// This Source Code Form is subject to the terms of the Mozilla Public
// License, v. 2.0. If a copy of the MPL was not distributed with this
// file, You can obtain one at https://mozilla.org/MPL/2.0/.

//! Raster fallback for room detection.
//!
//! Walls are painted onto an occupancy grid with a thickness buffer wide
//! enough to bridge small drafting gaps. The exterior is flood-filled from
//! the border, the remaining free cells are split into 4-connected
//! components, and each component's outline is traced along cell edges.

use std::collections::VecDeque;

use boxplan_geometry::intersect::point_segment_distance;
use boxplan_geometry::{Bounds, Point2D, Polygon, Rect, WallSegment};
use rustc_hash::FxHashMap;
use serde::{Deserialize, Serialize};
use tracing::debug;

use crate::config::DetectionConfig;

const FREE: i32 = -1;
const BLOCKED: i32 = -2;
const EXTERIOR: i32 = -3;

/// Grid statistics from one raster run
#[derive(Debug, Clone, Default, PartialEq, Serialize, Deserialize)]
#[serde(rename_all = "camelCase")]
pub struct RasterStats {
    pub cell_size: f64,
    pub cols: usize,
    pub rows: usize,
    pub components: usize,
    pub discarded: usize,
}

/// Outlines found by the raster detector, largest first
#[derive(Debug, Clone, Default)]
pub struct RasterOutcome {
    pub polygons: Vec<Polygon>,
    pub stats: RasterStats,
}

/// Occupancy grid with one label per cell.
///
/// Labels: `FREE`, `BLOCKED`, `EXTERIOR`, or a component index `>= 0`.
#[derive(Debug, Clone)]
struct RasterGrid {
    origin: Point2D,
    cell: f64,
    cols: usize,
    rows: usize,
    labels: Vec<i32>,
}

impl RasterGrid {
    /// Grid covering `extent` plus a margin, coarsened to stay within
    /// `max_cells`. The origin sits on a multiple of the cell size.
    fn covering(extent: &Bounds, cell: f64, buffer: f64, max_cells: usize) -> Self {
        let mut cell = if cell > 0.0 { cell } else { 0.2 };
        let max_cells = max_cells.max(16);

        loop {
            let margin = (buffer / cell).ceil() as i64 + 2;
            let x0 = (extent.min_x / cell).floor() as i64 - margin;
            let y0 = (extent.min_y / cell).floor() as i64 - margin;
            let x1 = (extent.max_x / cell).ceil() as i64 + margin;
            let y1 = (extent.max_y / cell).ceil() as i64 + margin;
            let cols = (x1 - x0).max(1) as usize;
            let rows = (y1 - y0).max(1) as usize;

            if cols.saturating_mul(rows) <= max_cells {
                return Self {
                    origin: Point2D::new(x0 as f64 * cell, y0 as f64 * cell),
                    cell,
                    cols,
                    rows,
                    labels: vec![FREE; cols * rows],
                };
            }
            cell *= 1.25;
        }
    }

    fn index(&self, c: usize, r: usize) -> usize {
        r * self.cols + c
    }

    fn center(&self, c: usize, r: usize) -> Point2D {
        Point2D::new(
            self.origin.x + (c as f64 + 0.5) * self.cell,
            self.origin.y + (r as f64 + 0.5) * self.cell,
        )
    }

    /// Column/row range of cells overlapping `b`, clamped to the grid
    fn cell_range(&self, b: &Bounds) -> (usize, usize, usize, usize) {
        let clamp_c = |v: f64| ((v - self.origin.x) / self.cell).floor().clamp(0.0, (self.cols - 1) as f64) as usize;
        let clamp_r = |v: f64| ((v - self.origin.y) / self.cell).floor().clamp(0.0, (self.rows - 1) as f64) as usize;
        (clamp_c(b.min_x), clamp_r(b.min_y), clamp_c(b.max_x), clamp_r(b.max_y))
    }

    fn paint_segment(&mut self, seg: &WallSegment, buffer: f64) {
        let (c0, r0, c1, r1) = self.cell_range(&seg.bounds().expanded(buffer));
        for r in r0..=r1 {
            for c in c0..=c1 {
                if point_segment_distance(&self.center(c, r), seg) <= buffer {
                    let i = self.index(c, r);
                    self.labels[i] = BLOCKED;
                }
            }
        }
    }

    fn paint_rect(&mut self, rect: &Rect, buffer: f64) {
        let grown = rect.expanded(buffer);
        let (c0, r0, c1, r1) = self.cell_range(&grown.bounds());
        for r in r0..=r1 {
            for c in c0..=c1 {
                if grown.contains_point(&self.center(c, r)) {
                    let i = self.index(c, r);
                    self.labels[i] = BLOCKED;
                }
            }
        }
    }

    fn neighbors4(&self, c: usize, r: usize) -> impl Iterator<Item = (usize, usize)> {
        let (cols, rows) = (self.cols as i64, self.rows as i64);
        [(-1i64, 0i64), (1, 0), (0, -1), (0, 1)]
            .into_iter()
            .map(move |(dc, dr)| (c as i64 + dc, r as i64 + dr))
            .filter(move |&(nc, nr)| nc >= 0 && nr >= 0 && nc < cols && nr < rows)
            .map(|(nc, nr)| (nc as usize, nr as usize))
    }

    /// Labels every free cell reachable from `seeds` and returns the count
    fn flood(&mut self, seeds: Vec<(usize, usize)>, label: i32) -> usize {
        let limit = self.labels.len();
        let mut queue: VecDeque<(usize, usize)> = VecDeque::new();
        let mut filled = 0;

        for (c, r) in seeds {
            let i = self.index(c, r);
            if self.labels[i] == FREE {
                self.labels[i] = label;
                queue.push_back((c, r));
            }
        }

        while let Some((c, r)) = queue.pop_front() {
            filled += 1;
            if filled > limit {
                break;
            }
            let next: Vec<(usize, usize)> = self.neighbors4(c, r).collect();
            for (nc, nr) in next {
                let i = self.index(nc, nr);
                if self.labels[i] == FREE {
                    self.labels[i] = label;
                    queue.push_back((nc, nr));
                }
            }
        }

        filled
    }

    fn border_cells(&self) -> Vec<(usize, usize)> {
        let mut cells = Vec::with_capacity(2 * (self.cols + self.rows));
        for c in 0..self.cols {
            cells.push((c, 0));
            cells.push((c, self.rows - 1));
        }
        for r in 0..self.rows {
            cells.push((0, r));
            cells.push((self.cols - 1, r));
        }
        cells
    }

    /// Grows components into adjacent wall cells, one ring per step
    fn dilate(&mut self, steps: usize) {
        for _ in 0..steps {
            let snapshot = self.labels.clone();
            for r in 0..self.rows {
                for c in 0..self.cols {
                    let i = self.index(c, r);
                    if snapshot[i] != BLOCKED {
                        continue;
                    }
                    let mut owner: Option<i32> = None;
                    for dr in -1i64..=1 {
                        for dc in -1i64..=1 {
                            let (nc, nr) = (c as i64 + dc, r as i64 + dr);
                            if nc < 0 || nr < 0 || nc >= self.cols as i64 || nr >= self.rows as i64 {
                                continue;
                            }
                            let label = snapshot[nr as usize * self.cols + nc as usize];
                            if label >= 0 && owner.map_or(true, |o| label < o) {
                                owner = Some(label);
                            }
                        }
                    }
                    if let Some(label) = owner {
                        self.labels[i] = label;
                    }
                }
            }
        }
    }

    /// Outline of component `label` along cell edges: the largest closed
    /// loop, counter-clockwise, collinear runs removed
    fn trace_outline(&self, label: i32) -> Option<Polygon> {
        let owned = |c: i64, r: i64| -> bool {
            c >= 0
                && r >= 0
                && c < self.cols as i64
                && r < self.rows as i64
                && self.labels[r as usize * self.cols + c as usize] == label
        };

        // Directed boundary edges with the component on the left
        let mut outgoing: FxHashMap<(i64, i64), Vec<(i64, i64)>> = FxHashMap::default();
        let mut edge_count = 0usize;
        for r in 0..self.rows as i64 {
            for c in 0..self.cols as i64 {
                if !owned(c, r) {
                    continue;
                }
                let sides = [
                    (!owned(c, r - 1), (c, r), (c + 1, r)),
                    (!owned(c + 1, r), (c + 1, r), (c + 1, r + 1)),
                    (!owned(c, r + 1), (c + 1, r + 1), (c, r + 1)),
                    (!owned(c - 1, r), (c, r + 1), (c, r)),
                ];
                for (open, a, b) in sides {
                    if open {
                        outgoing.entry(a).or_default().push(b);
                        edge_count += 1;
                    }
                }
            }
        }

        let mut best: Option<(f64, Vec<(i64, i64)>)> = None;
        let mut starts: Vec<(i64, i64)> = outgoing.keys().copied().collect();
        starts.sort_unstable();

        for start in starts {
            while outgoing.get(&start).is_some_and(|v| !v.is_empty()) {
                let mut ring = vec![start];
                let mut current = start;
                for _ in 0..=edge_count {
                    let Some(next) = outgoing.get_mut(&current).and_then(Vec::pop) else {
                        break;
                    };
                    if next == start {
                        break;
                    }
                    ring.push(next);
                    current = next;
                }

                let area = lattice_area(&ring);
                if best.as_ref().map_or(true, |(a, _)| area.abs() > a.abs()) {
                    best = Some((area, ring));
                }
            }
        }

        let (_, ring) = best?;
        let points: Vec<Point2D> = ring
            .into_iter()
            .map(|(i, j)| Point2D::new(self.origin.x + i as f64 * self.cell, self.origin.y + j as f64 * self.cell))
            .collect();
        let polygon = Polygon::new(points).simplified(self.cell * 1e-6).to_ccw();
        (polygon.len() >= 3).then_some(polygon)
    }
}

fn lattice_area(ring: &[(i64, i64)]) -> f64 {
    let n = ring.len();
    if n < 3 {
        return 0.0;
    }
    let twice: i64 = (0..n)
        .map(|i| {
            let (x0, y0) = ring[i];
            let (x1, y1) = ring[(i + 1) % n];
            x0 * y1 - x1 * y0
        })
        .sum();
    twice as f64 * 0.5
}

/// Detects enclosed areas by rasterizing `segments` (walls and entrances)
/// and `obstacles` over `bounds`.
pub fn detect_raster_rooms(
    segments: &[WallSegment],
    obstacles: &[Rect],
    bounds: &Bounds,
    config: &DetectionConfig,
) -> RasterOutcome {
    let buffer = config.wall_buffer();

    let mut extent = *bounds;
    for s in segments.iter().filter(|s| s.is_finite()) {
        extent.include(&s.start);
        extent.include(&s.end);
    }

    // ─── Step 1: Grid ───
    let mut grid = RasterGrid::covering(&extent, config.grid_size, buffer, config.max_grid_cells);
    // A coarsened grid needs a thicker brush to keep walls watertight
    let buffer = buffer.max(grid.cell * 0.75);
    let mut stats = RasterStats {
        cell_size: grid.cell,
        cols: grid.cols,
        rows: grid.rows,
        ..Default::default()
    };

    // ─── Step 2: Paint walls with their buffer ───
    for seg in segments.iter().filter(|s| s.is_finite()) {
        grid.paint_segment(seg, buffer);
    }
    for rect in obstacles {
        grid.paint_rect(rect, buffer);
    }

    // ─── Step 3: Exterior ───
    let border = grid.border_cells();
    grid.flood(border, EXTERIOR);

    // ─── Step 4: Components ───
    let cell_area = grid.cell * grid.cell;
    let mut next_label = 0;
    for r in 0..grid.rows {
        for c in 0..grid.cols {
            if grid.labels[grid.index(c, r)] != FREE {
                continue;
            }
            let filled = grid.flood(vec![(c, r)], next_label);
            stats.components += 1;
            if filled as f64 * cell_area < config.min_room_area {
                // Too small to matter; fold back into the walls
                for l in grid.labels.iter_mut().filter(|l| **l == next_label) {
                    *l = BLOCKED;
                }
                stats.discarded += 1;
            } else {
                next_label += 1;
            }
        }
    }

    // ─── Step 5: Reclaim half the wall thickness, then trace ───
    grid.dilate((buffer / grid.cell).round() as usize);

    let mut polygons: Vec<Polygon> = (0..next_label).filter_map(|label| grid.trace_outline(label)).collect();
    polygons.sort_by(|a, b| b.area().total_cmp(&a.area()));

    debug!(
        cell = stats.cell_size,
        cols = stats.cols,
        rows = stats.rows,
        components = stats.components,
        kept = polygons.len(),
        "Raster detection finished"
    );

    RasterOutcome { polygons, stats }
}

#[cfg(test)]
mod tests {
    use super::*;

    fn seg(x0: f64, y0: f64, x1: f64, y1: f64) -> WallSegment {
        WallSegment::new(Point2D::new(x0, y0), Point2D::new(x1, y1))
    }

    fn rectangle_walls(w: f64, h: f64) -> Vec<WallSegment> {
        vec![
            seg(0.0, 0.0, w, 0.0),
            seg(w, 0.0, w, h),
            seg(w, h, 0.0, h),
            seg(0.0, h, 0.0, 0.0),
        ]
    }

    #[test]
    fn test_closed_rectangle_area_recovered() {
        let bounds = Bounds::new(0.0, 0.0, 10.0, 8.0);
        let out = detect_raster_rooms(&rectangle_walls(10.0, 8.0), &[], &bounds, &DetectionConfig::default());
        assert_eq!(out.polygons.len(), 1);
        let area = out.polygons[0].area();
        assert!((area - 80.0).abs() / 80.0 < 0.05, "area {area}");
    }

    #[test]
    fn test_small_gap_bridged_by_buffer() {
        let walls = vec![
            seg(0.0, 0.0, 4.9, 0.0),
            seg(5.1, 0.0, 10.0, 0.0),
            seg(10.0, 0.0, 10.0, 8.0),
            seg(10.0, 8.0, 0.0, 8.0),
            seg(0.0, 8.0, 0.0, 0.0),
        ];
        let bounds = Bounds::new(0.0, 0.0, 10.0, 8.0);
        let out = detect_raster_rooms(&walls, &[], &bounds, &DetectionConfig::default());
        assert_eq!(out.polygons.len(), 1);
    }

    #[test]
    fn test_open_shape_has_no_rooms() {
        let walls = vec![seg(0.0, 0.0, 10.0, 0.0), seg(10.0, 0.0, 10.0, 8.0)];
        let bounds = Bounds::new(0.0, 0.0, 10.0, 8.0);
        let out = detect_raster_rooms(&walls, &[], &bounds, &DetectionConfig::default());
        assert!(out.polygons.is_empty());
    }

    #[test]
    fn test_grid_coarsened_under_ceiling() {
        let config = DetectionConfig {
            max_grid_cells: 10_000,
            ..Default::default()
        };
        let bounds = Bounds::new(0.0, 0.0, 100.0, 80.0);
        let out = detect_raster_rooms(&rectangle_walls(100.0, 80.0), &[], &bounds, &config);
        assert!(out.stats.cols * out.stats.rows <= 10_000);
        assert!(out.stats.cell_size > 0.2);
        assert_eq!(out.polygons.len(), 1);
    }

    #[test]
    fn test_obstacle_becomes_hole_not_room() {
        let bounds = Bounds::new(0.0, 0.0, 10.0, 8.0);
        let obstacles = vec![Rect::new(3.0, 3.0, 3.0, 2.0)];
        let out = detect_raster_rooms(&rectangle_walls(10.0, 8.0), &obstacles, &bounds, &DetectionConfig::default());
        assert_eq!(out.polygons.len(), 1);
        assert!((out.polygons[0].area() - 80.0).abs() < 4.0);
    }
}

◇ ◇ ◇ ◇ ◇

# [ASSIGNED TASK]
Output, unchanged, the lines of the listing above from the first one through the one holding "let margin = (buffer". Leave out every line after it.

# [SOLUTION TO THE PROBLEM]
// This Source Code Form is subject to the terms of the Mozilla Public
// License, v. 2.0. If a copy of the MPL was not distributed with this
// file, You can obtain one at https://mozilla.org/MPL/2.0/.

//! Raster fallback for room detection.
//!
//! Walls are painted onto an occupancy grid with a thickness buffer wide
//! enough to bridge small drafting gaps. The exterior is flood-filled from
//! the border, the remaining free cells are split into 4-connected
//! components, and each component's outline is traced along cell edges.

use std::collections::VecDeque;

use boxplan_geometry::intersect::point_segment_distance;
use boxplan_geometry::{Bounds, Point2D, Polygon, Rect, WallSegment};
use rustc_hash::FxHashMap;
use serde::{Deserialize, Serialize};
use tracing::debug;

use crate::config::DetectionConfig;

const FREE: i32 = -1;
const BLOCKED: i32 = -2;
const EXTERIOR: i32 = -3;

/// Grid statistics from one raster run
#[derive(Debug, Clone, Default, PartialEq, Serialize, Deserialize)]
#[serde(rename_all = "camelCase")]
pub struct RasterStats {
    pub cell_size: f64,
    pub cols: usize,
    pub rows: usize,
    pub components: usize,
    pub discarded: usize,
}

/// Outlines found by the raster detector, largest first
#[derive(Debug, Clone, Default)]
pub struct RasterOutcome {
    pub polygons: Vec<Polygon>,
    pub stats: RasterStats,
}

/// Occupancy grid with one label per cell.
///
/// Labels: `FREE`, `BLOCKED`, `EXTERIOR`, or a component index `>= 0`.
#[derive(Debug, Clone)]
struct RasterGrid {
    origin: Point2D,
    cell: f64,
    cols: usize,
    rows: usize,
    labels: Vec<i32>,
}

impl RasterGrid {
    /// Grid covering `extent` plus a margin, coarsened to stay within
    /// `max_cells`. The origin sits on a multiple of the cell size.
    fn covering(extent: &Bounds, cell: f64, buffer: f64, max_cells: usize) -> Self {
        let mut cell = if cell > 0.0 { cell } else { 0.2 };
        let max_cells = max_cells.max(16);

        loop {
            let margin = (buffer / cell).ceil() as i64 + 2;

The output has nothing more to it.